Back in North Bay I didn't wait passively. Entertainment was very important to my cause. My next set of films dealt with people doing what was right. I had signed up the Beatles in 1960 and used them in some of the British movies we made. When they started to become popular, they were encouraged to tour North America. Ed Sullivan got them first one more time, as he had Elvis, Roy Orbison and many other artists that were contracted to my company.

Films were made where it took cooperation to head off a disaster and the boogieman was always some fanatic who had no concept of what was right for his country. 'The Godfather, Part II', was done in the United States, as was 'West Side Story'. The music was remembered but I had to find talented people to work with what I could recall. Both of these were altered to show at least some cooperation.

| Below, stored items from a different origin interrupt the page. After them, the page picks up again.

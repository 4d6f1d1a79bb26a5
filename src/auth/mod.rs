//! Wallet login protocol
//!
//! Challenge-response authentication binding an externally held Ed25519 key
//! pair to a server session:
//! 1. Client requests a nonce for its account
//! 2. Client signs the challenge message in its wallet
//! 3. Server consumes the nonce, reconstructs the message, resolves the
//!    account's public key, and verifies the signature
//! 4. On success a bearer session is minted
//!
//! The private key never travels; replaying a signature fails at nonce
//! consumption, not at verification.

pub mod resolver;
pub mod signature;
pub mod store;

use std::sync::Arc;

use tracing::{info, warn};

use resolver::{KeyResolver, KeyType, ResolverError};
use signature::{SignatureError, SignatureInput};
use store::{AuthStore, NonceEntry, Session};

/// Login failure modes, each mapped to a distinct HTTP outcome by the API
/// layer.
#[derive(Debug, thiserror::Error)]
pub enum AuthError {
    /// No outstanding challenge, or the challenge expired. The client must
    /// restart from nonce issuance.
    #[error("Invalid or expired nonce")]
    InvalidNonce,

    /// The account's registered key is not Ed25519.
    #[error("Unsupported key type")]
    UnsupportedKeyType,

    /// Signature decoded but did not verify against the account key.
    #[error("Signature verification failed")]
    VerificationFailed,

    #[error(transparent)]
    Signature(#[from] SignatureError),

    #[error(transparent)]
    Resolver(#[from] ResolverError),
}

/// Orchestrates nonce issuance, message reconstruction, verification, and
/// session minting. Collaborators are injected so tests can substitute the
/// resolver and store.
pub struct AuthController {
    store: Arc<dyn AuthStore>,
    resolver: Arc<dyn KeyResolver>,
}

impl AuthController {
    pub fn new(store: Arc<dyn AuthStore>, resolver: Arc<dyn KeyResolver>) -> Self {
        Self { store, resolver }
    }

    /// Step 1: issue a login challenge for the account.
    pub fn issue_nonce(&self, account_id: &str) -> NonceEntry {
        self.store.issue_nonce(account_id)
    }

    /// The exact challenge text the wallet signs. Client and server derive
    /// this independently; it is never transmitted or stored.
    pub fn login_message(account_id: &str, nonce: &str) -> String {
        format!("EcoLedger Login\nAccount: {}\nNonce: {}", account_id, nonce)
    }

    /// Steps 2-5: consume the nonce, verify the signature against the
    /// account's registered key, and mint a session.
    pub async fn verify(
        &self,
        account_id: &str,
        signature: &SignatureInput,
    ) -> Result<(String, Session), AuthError> {
        // The nonce is gone after this regardless of what verification says.
        let nonce = self
            .store
            .consume_nonce(account_id)
            .ok_or(AuthError::InvalidNonce)?;

        let message = Self::login_message(account_id, &nonce);
        let key = self.resolver.resolve(account_id).await?;

        if key.key_type != KeyType::Ed25519 {
            warn!(account_id, key_type = ?key.key_type, "Login with unsupported key type");
            return Err(AuthError::UnsupportedKeyType);
        }

        if !signature::verify_ed25519(&message, signature, &key.public_key)? {
            warn!(account_id, "Signature verification failed");
            return Err(AuthError::VerificationFailed);
        }

        let (token, session) = self.store.create_session(account_id);
        info!(account_id, "Wallet login verified, session created");
        Ok((token, session))
    }

    /// Validate a bearer token on an authenticated request.
    pub fn authenticate(&self, token: &str) -> Option<Session> {
        self.store.get_session(token)
    }
}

'M.A.S.H' was done on location in South Korea and revolved around all the nationalities that fought. Much of the dialogue was in English but some was done in the local dialect for authenticity. I did my best to play the war as the enemy and not any particular race.

'The Sound of Music' was done in both Germanys, with a part of the singing done in German, English and one song even in Italian. Mario, Maria, Libra and Rita Leone had minor parts in the movie and had to go on location to do them.

'My Fair Lady' was done in the United Kingdom. There was even a small part for Sir Camm, even though I had to force him into it. To be truthful, he didn't fight too hard. 'Love Story' was done in Italy and the music was a mixture of Italian and English. The music was not the same but just as good. 'The Raiders of the Lost Ark' was done in Russia, Brazil and The United States. 'Close Encounters of the Third Kind' was done in France and Switzerland but again I had the film shot in different languages.

I didn't have any anti heroes, except perhaps what could be said for the Godfather one and two. Physical conflict, too, was kept to a minimal amount. I remembered all the violence on TV when I was growing up and saw its effect on the children of the world. This could be substantiated by seeing the various films from around the world and then seeing how violent the youth were after a few years of watching them. Westerns were popular and these, too, had to be toned down. The viewers even got a dose of reality when I showed how we had treated the aborigines.